All of these works involve sculpturing in plaster and then in some cases bronzing. He is then commissioned in 1918 by the Queensland Trades and Labour Council to sculpture a marble bust of Emma Miller (1839–1917), a seamstress and women's rights and labour activist. That bust is now held in the Emma Miller Room at the Queensland Council of Unions.

The National Gallery of Australia holds a collection of 25 ceramic and earthenware items from James Campbell and Sons Albion and it thought that Watts was the originator of most of these items.

James Watts most noted work was a bronzed sculpture of Boer War soldier on horseback titled ‘The Scout’ which dominates the Boer War Memorial in Anzac Square in Brisbane. An agreement was made in 1912 with the Boer War Memorial committee for Watts to supply the status in its finished state for £1760. Owing to the difficulties of casting in Australia, the plaster model was sent to Parlanti Foundry, and the statue reached Australia in 1917.

The ability to cast a sculpture of this size was acquired by previous commercial sculpture work for the International Exhibition held in Brisbane during 1897. This was in the form of life-sized equestrian statue of a knight in armour for the brand Champion's Vinegar, whilst the other item is a group of cooks who are disporting themselves over a giant tin of Coleman's mustard.

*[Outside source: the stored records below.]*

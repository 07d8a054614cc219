use crate::error::DownloaderError;
use crate::rate_limiter::RateLimiter;
use log::debug;
use reqwest::StatusCode;
use serde::Deserialize;
use serde_json::Value;

pub const DEFAULT_API_BASE: &str = "https://www.googleapis.com/youtube/v3";

const QUOTA_REASONS: [&str; 4] = [
    "quotaExceeded",
    "rateLimitExceeded",
    "userRateLimitExceeded",
    "dailyLimitExceeded",
];

#[derive(Debug, Clone, Copy, PartialEq, Eq)]
pub enum Endpoint {
    CommentThreads,
    Comments,
}

impl Endpoint {
    pub fn path(self) -> &'static str {
        match self {
            Endpoint::CommentThreads => "commentThreads",
            Endpoint::Comments => "comments",
        }
    }
}

/// Issues single page requests against the Data API.
///
/// Cloning is cheap; clones share the underlying connection pool.
#[derive(Debug, Clone)]
pub struct PageFetcher {
    client: reqwest::Client,
    base_url: String,
}

impl PageFetcher {
    pub fn new(base_url: &str) -> Result<Self, DownloaderError> {
        let client = reqwest::Client::builder()
            .user_agent(concat!(env!("CARGO_PKG_NAME"), "/", env!("CARGO_PKG_VERSION")))
            .build()?;
        Ok(Self::with_client(client, base_url))
    }

    pub fn with_client(client: reqwest::Client, base_url: &str) -> Self {
        Self {
            client,
            base_url: base_url.trim_end_matches('/').to_string(),
        }
    }

    /// GET one page of `endpoint`. Waits on `limiter` before sending.
    pub async fn fetch(
        &self,
        limiter: &RateLimiter,
        endpoint: Endpoint,
        params: &[(&str, &str)],
    ) -> Result<Value, DownloaderError> {
        limiter.acquire().await;

        let url = format!("{}/{}", self.base_url, endpoint.path());
        let page_token = params
            .iter()
            .find(|(k, _)| *k == "pageToken")
            .map(|(_, v)| *v)
            .unwrap_or("<first>");
        debug!("GET {} (page {})", url, page_token);

        let resp = self.client.get(&url).query(params).send().await?;
        let status = resp.status();

        if !status.is_success() {
            let body = resp.text().await.unwrap_or_default();
            return Err(classify_failure(status, &body));
        }

        let body = resp.bytes().await?;
        Ok(serde_json::from_slice(&body)?)
    }
}

#[derive(Deserialize)]
struct ErrorEnvelope {
    error: ErrorBody,
}

#[derive(Deserialize)]
struct ErrorBody {
    message: Option<String>,
    #[serde(default)]
    errors: Vec<ErrorDetail>,
}

#[derive(Deserialize)]
struct ErrorDetail {
    reason: Option<String>,
}

fn classify_failure(status: StatusCode, body: &str) -> DownloaderError {
    let envelope = serde_json::from_str::<ErrorEnvelope>(body).ok();

    let quota = status == StatusCode::TOO_MANY_REQUESTS
        || match &envelope {
            Some(env) => env
                .error
                .errors
                .iter()
                .filter_map(|detail| detail.reason.as_deref())
                .any(|reason| QUOTA_REASONS.contains(&reason)),
            None => QUOTA_REASONS.iter().any(|reason| body.contains(reason)),
        };

    let message = envelope
        .and_then(|env| env.error.message)
        .or_else(|| Some(body.trim().to_string()).filter(|b| !b.is_empty()))
        .unwrap_or_else(|| status.canonical_reason().unwrap_or("unknown error").to_string());

    let status = status.as_u16();
    if quota {
        DownloaderError::QuotaExceededError { status, message }
    } else {
        DownloaderError::RequestFailedError { status, message }
    }
}

#[cfg(test)]
mod tests {
    use super::*;
    use serde_json::json;
    use wiremock::matchers::{method, path, query_param};
    use wiremock::{Mock, MockServer, ResponseTemplate};

    fn quota_body() -> Value {
        json!({
            "error": {
                "code": 403,
                "message": "The request cannot be completed because you have exceeded your quota.",
                "errors": [{
                    "message": "The request cannot be completed because you have exceeded your quota.",
                    "domain": "youtube.quota",
                    "reason": "quotaExceeded"
                }]
            }
        })
    }

    async fn fetch_from(server: &MockServer) -> Result<Value, DownloaderError> {
        let fetcher = PageFetcher::new(&server.uri()).unwrap();
        let limiter = RateLimiter::new(0);
        fetcher
            .fetch(&limiter, Endpoint::Comments, &[("key", "value"), ("parentId", "c1")])
            .await
    }

    #[tokio::test]
    async fn returns_parsed_json_and_sends_params() {
        let server = MockServer::start().await;
        Mock::given(method("GET"))
            .and(path("/comments"))
            .and(query_param("key", "value"))
            .and(query_param("parentId", "c1"))
            .respond_with(ResponseTemplate::new(200).set_body_json(json!({"items": []})))
            .expect(1)
            .mount(&server)
            .await;

        let value = fetch_from(&server).await.unwrap();
        assert_eq!(value, json!({"items": []}));
    }

    #[tokio::test]
    async fn quota_exceeded_403_is_distinct() {
        let server = MockServer::start().await;
        Mock::given(method("GET"))
            .and(path("/comments"))
            .respond_with(ResponseTemplate::new(403).set_body_json(quota_body()))
            .mount(&server)
            .await;

        match fetch_from(&server).await.unwrap_err() {
            DownloaderError::QuotaExceededError { status, message } => {
                assert_eq!(status, 403);
                assert!(message.contains("exceeded your quota"));
            }
            other => panic!("expected quota error, got {:?}", other),
        }
    }

    #[tokio::test]
    async fn other_403_is_generic_failure() {
        let server = MockServer::start().await;
        let body = json!({
            "error": {
                "code": 403,
                "message": "The video identified by the videoId parameter has disabled comments.",
                "errors": [{ "reason": "commentsDisabled" }]
            }
        });
        Mock::given(method("GET"))
            .respond_with(ResponseTemplate::new(403).set_body_json(body))
            .mount(&server)
            .await;

        match fetch_from(&server).await.unwrap_err() {
            DownloaderError::RequestFailedError { status, message } => {
                assert_eq!(status, 403);
                assert!(message.contains("disabled comments"));
            }
            other => panic!("expected request failure, got {:?}", other),
        }
    }

    #[tokio::test]
    async fn non_json_error_body_is_carried_verbatim() {
        let server = MockServer::start().await;
        Mock::given(method("GET"))
            .respond_with(ResponseTemplate::new(500).set_body_string("backend exploded"))
            .mount(&server)
            .await;

        match fetch_from(&server).await.unwrap_err() {
            DownloaderError::RequestFailedError { status, message } => {
                assert_eq!(status, 500);
                assert_eq!(message, "backend exploded");
            }
            other => panic!("expected request failure, got {:?}", other),
        }
    }

    #[test]
    fn too_many_requests_counts_as_quota() {
        let err = classify_failure(StatusCode::TOO_MANY_REQUESTS, "");
        assert!(err.is_quota_exceeded());
        assert!(err.to_string().contains("Too Many Requests"));
    }

    #[test]
    fn quota_reason_in_plain_text_body() {
        let err = classify_failure(StatusCode::FORBIDDEN, "reason: rateLimitExceeded");
        assert!(err.is_quota_exceeded());
    }
}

==Architectural Terracotta==

The Albion Pottery was also well known for architectural terracotta, which was incorporated into buildings of the time giving a sculptured look to the building. The South Brisbane Town Hall built in 1892 is one of the well-known buildings that still exist that employed this architecture. The exterior decoration used terracotta paneling which was supplied by James Campbell & Sons of Albion.

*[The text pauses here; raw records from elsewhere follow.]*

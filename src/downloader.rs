use crate::api::PageFetcher;
use crate::config::Settings;
use crate::error::DownloaderError;
use crate::job::{download_video, JobContext};
use crate::types::{DownloadSummary, VideoDownload, VideoJob};
use log::{error, info, warn};
use std::path::Path;
use std::time::Instant;
use tempfile::TempDir;
use tokio::fs::File;
use tokio::io::AsyncWriteExt;
use tokio::task::JoinSet;

/// Fans per-video jobs out, merges their temp files into one output file,
/// and owns the temp directory for the whole run.
pub struct Downloader {
    settings: Settings,
    fetcher: PageFetcher,
}

struct Collected {
    downloads: Vec<VideoDownload>,
    failure: Option<DownloaderError>,
}

impl Downloader {
    pub fn new(settings: Settings) -> Result<Self, DownloaderError> {
        let fetcher = PageFetcher::new(&settings.api_base)?;
        Ok(Self { settings, fetcher })
    }

    pub async fn download_all(
        &self,
        video_inputs: &[String],
        output_path: &Path,
    ) -> Result<DownloadSummary, DownloaderError> {
        let start_time = Instant::now();
        // Removed on drop, so every exit path below (including a dropped
        // future) cleans up.
        let temp_dir = self.create_temp_dir()?;
        info!(
            "Downloading {} videos via {}",
            video_inputs.len(),
            temp_dir.path().display()
        );

        let collected = if self.settings.parallelism > 1 && video_inputs.len() > 1 {
            self.download_parallel(video_inputs, temp_dir.path()).await
        } else {
            self.download_sequential(video_inputs, temp_dir.path()).await
        };

        let merged = if collected.failure.is_none() || !collected.downloads.is_empty() {
            merge_outputs(&collected.downloads, output_path).await
        } else {
            Ok(0)
        };

        let temp_path = temp_dir.path().to_path_buf();
        if let Err(e) = temp_dir.close() {
            warn!("Failed to remove {}: {}", temp_path.display(), e);
        }

        if let Some(failure) = collected.failure {
            if let Err(e) = merged {
                error!("Merging completed videos failed: {}", e);
            }
            return Err(failure);
        }

        let total_records = merged?;
        Ok(DownloadSummary {
            total_records,
            total_duration: start_time.elapsed(),
            videos: collected.downloads,
        })
    }

    fn create_temp_dir(&self) -> Result<TempDir, DownloaderError> {
        let mut builder = tempfile::Builder::new();
        builder.prefix("yt-comments-");
        let dir = match &self.settings.temp_root {
            Some(root) => builder.tempdir_in(root)?,
            None => builder.tempdir()?,
        };
        Ok(dir)
    }

    fn job_context(&self) -> JobContext {
        JobContext {
            fetcher: self.fetcher.clone(),
            api_key: self.settings.api_key.clone(),
            buffer_size: self.settings.buffer_size,
            max_requests_per_second: self.settings.max_requests_per_second,
        }
    }

    fn video_job(&self, video_input: &str, temp_dir: &Path, show_progress: bool) -> VideoJob {
        VideoJob {
            video_input: video_input.to_string(),
            temp_dir: temp_dir.to_path_buf(),
            show_progress,
        }
    }

    async fn download_sequential(&self, video_inputs: &[String], temp_dir: &Path) -> Collected {
        let mut downloads = Vec::with_capacity(video_inputs.len());

        for input in video_inputs {
            let job = self.video_job(input, temp_dir, self.settings.show_progress);
            match download_video(self.job_context(), job).await {
                Ok(download) => downloads.push(download),
                Err(e) => {
                    return Collected {
                        downloads,
                        failure: Some(e),
                    }
                }
            }
        }

        Collected {
            downloads,
            failure: None,
        }
    }

    // Keeps at most `parallelism` jobs in flight and collects them in the
    // order they finish. Progress display is off: bars would interleave.
    // After a failure nothing new is dispatched, but jobs already running
    // are still awaited and collected.
    async fn download_parallel(&self, video_inputs: &[String], temp_dir: &Path) -> Collected {
        let mut pending = video_inputs.iter();
        let mut workers = JoinSet::new();
        let mut downloads = Vec::with_capacity(video_inputs.len());
        let mut failure = None;

        for input in pending.by_ref().take(self.settings.parallelism) {
            workers.spawn(download_video(
                self.job_context(),
                self.video_job(input, temp_dir, false),
            ));
        }

        while let Some(joined) = workers.join_next().await {
            let outcome = joined
                .map_err(|e| DownloaderError::WorkerError(e.to_string()))
                .and_then(|result| result);

            match outcome {
                Ok(download) => {
                    info!(
                        "Collected {} ({} comments)",
                        download.video_id, download.record_count
                    );
                    downloads.push(download);
                    if failure.is_some() {
                        continue;
                    }
                    if let Some(input) = pending.next() {
                        workers.spawn(download_video(
                            self.job_context(),
                            self.video_job(input, temp_dir, false),
                        ));
                    }
                }
                Err(e) if failure.is_none() => {
                    error!(
                        "Stopping dispatch after failure, waiting for {} running jobs: {}",
                        workers.len(),
                        e
                    );
                    failure = Some(e);
                }
                Err(e) => error!("Another job failed: {}", e),
            }
        }

        Collected { downloads, failure }
    }
}

/// Concatenate the per-video files, byte for byte, in collection order.
async fn merge_outputs(
    downloads: &[VideoDownload],
    output_path: &Path,
) -> Result<u64, DownloaderError> {
    if let Some(parent) = output_path.parent().filter(|p| !p.as_os_str().is_empty()) {
        tokio::fs::create_dir_all(parent).await?;
    }

    let mut output = File::create(output_path).await?;
    let mut total_records = 0;
    for download in downloads {
        let mut source = File::open(&download.temp_path).await?;
        tokio::io::copy(&mut source, &mut output).await?;
        total_records += download.record_count;
    }
    output.flush().await?;

    info!(
        "Merged {} videos ({} comments) into {}",
        downloads.len(),
        total_records,
        output_path.display()
    );
    Ok(total_records)
}

pub fn write_stats_csv(summary: &DownloadSummary, stats_path: &Path) -> Result<(), DownloaderError> {
    let mut wtr = csv::WriterBuilder::new().from_path(stats_path)?;

    wtr.write_record(["Video", "Input", "Records", "Duration (s)"])?;
    for video in &summary.videos {
        wtr.write_record([
            video.video_id.clone(),
            video.video_input.clone(),
            video.record_count.to_string(),
            format!("{:.2}", video.duration.as_secs_f64()),
        ])?;
    }

    wtr.flush()?;
    Ok(())
}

It is thought that Watts was the designer and modeller of this form of terracotta because during that period his name is associated with a number of commercial premises being constructed in Brisbane. He was mentioned as the modeller or architectural sculptor for the Queensland Trustees building, the Commercial Union Assurance Building, South British Insurance Company building in Queen Street and the decorative moulding on the front of the Burns, Philp and Co warehouse in Brisbane. It is not known if the latter architecture was terracotta or entailed sculpturing stone.

==Landscape Painter==
As well as a sculptor, James Watts was also a noted landscape painter exhibiting at the Brisbane Art Society Exhibitions with many of his works being acquired by local residents. Many of his landscape paintings are of the Brisbane River around the district of Sherwood where he lived prior to moving to the suburb of Taringa.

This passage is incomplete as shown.